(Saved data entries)
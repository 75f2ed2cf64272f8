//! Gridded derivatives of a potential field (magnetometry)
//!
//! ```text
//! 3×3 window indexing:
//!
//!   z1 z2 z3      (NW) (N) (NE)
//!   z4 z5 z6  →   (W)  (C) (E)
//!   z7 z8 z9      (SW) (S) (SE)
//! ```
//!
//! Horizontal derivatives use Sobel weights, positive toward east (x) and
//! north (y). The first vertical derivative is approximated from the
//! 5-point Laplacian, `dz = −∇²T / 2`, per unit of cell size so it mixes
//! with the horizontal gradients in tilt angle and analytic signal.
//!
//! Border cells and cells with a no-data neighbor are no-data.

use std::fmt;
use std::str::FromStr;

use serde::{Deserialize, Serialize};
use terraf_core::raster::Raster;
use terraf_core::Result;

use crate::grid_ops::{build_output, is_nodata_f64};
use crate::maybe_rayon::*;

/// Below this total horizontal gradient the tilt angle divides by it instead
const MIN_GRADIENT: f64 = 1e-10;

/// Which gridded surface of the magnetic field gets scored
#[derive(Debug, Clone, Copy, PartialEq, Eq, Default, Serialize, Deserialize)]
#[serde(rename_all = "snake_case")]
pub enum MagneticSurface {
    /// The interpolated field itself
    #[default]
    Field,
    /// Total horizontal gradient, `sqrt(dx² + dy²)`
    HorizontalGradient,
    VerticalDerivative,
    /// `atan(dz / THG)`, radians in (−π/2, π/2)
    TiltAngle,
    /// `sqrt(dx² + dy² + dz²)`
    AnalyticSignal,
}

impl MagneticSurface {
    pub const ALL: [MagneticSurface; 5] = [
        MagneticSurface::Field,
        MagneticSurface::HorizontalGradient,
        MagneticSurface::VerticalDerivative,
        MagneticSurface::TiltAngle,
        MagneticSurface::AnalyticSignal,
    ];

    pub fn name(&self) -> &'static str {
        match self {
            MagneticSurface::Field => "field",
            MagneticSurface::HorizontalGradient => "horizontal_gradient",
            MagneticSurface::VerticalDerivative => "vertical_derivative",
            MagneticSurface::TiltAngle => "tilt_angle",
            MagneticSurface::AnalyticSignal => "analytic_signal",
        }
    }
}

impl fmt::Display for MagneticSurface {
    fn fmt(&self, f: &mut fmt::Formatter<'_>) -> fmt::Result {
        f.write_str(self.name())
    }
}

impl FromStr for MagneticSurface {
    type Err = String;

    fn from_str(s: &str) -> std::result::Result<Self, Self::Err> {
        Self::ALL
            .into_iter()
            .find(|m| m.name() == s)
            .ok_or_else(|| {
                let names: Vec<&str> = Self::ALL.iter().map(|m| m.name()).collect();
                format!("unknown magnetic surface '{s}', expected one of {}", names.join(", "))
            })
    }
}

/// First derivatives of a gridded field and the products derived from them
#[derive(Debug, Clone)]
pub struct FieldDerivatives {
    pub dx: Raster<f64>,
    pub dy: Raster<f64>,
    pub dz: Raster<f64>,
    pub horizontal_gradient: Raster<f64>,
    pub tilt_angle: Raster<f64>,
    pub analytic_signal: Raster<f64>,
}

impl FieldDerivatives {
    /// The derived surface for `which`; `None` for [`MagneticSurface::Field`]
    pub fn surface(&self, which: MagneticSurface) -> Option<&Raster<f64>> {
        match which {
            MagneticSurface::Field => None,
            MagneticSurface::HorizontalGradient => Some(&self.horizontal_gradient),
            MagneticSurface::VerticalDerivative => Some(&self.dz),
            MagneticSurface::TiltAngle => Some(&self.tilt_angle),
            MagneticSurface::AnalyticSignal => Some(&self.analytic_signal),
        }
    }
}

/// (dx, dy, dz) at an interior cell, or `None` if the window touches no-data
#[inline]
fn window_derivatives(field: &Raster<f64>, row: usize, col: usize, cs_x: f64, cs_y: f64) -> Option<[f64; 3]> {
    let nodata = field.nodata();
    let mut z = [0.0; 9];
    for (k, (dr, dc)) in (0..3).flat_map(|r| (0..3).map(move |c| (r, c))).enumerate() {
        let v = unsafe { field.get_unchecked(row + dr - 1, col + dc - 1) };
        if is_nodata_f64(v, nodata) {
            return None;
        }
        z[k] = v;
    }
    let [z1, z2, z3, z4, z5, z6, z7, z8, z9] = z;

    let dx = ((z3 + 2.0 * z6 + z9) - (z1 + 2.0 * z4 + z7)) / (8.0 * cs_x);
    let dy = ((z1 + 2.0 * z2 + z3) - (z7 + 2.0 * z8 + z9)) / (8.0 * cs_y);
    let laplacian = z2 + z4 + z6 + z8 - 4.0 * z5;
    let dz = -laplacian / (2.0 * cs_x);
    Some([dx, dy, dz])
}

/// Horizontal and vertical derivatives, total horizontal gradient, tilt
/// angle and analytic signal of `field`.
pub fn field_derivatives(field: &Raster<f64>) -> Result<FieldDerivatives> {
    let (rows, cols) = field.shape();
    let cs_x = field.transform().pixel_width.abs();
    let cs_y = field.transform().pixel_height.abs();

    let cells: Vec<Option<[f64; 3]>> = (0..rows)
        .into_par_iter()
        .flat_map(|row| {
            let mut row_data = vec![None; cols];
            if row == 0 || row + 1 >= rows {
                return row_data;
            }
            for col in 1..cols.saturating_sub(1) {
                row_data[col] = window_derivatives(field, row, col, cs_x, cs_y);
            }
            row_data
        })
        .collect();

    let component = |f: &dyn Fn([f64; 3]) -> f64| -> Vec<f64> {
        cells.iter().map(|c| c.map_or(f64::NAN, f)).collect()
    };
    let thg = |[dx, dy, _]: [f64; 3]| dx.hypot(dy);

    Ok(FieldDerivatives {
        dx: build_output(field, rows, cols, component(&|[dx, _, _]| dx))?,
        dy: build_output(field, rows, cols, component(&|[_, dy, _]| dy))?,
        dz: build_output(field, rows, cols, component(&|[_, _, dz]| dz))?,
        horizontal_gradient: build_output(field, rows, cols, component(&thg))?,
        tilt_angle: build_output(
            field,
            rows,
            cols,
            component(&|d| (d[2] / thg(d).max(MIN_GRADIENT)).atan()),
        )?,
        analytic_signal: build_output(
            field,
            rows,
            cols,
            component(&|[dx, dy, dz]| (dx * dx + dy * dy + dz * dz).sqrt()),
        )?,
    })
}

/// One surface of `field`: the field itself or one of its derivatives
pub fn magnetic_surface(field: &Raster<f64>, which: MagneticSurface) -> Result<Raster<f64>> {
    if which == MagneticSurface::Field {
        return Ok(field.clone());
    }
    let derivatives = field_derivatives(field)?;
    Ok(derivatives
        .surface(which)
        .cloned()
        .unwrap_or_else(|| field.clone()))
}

Exercise: Spot the lines above that mention "None" and copy them.

Reply:
    /// The derived surface for `which`; `None` for [`MagneticSurface::Field`]
            MagneticSurface::Field => None,
/// (dx, dy, dz) at an interior cell, or `None` if the window touches no-data
            return None;
            let mut row_data = vec![None; cols];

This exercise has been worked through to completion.